The difference in the marginal abatement costs between the ETS and ESR sectors and, consequently, between member states’ marginal costs poses a challenge for those countries with a high reduction requirement in the ESR sectors. Finland and Sweden provide an instructive example of this problem. Both are among the ten richest countries measured by GDP and have been assigned a 50% emissions reduction requirement by 2030. In Finland, the estimated marginal abatement cost of achieving this goal is €120–150 /t CO2e, that is, much higher than the allowance price in the EU ETS (Honkatukia et al., 2021). The recent EU plans for the new EU mechanisms, such as ETS for heating and transport, are based on the EU average. This means that, in practice, member states with high ESR reduction targets may have difficulty achieving them. Therefore, the most advanced member states need to establish overlapping regulations, which some stakeholders often perceive as unnecessary and incomprehensible. Furthermore, business opportunities associated with the green transition are also leading to differences in national energy and industrial policies.
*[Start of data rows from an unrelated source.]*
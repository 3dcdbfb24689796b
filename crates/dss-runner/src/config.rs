//! Simulation configuration loaded from YAML.
//!
//! A document holds an [`EmulatorConfig`] at the top level plus a few
//! runner-only keys:
//!
//! ```yaml
//! speed: 10.0
//! log_level: debug
//! device:
//!   simulate_failures: true
//!   failure_rate: 0.3
//!   timings:
//!     init_ms: 500
//! transfer:
//!   pacing_ms: 20
//! ```

use crate::error::{RunnerError, RunnerResult};
use dss_emulator::{EmulatorConfig, ScaledClock};
use serde::{Deserialize, Serialize};
use std::net::SocketAddr;
use std::path::{Path, PathBuf};

/// Everything the `dss-sim` binary needs.
#[derive(Debug, Clone, Default, PartialEq, Serialize, Deserialize)]
#[serde(default)]
pub struct SimConfig {
    /// Role configuration.
    #[serde(flatten)]
    pub emulator: EmulatorConfig,
    /// Log filter directive, used when neither `--log-level` nor `RUST_LOG`
    /// is given.
    pub log_level: Option<String>,
    /// Prometheus listen address (needs the `prometheus` feature).
    pub metrics_addr: Option<SocketAddr>,
}

/// Command-line values that take precedence over the config document.
#[derive(Debug, Clone, Default, PartialEq)]
pub struct ConfigOverrides {
    /// Device RNG seed.
    pub seed: Option<u64>,
    /// Speed multiplier.
    pub speed: Option<f64>,
    /// Enables failure simulation at this rate.
    pub failure_rate: Option<f64>,
    /// Directory for uploaded firmware images.
    pub firmware_dir: Option<PathBuf>,
}

impl SimConfig {
    /// Parse a YAML document.
    pub fn from_yaml(text: &str) -> RunnerResult<Self> {
        Ok(serde_yaml::from_str(text)?)
    }

    /// Load and parse a YAML file.
    pub fn load(path: impl AsRef<Path>) -> RunnerResult<Self> {
        let path = path.as_ref();
        let text = std::fs::read_to_string(path).map_err(|source| RunnerError::Read {
            path: path.to_path_buf(),
            source,
        })?;
        Self::from_yaml(&text)
    }

    /// Apply command-line overrides.
    pub fn apply(&mut self, overrides: &ConfigOverrides) {
        let device = &mut self.emulator.device;
        if let Some(seed) = overrides.seed {
            device.seed = Some(seed);
        }
        if let Some(rate) = overrides.failure_rate {
            device.simulate_failures = true;
            device.failure_rate = rate;
        }
        if let Some(dir) = &overrides.firmware_dir {
            device.firmware_dir = dir.clone();
        }
        if let Some(speed) = overrides.speed {
            self.emulator.speed = speed;
        }
    }

    /// Check values the YAML schema cannot express.
    pub fn validate(&self) -> RunnerResult<()> {
        self.clock()?;
        let device = &self.emulator.device;
        for (name, value) in [
            ("device.failure_rate", device.failure_rate),
            ("device.load_fault_rate", device.load_fault_rate),
        ] {
            if !(0.0..=1.0).contains(&value) {
                return Err(RunnerError::Config(format!(
                    "{} must be between 0 and 1, got {}",
                    name, value
                )));
            }
        }
        if self.emulator.transfer.max_attempts == 0 {
            return Err(RunnerError::Config(
                "transfer.max_attempts must be at least 1".to_string(),
            ));
        }
        if self.emulator.link.controller_id == self.emulator.link.device_id {
            return Err(RunnerError::Config(format!(
                "controller and device share the id {}",
                self.emulator.link.device_id
            )));
        }
        Ok(())
    }

    /// Clock running at the configured speed.
    pub fn clock(&self) -> RunnerResult<ScaledClock> {
        Ok(self.emulator.clock()?)
    }
}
These tensions lie at the heart of Liski and Vehviläinen’s paper. They examine how emissions trading schemes can be applied as a nationally cost-efficient instrument that copes with the overlap between national and EU regulations. They also examine how trading can tackle distributional issues. In addition, they discuss how the development of electricity markets has become increasingly policy-driven and functions as a cost-efficient means of achieving the policy targets instead of promoting emerging technologies via market mechanism.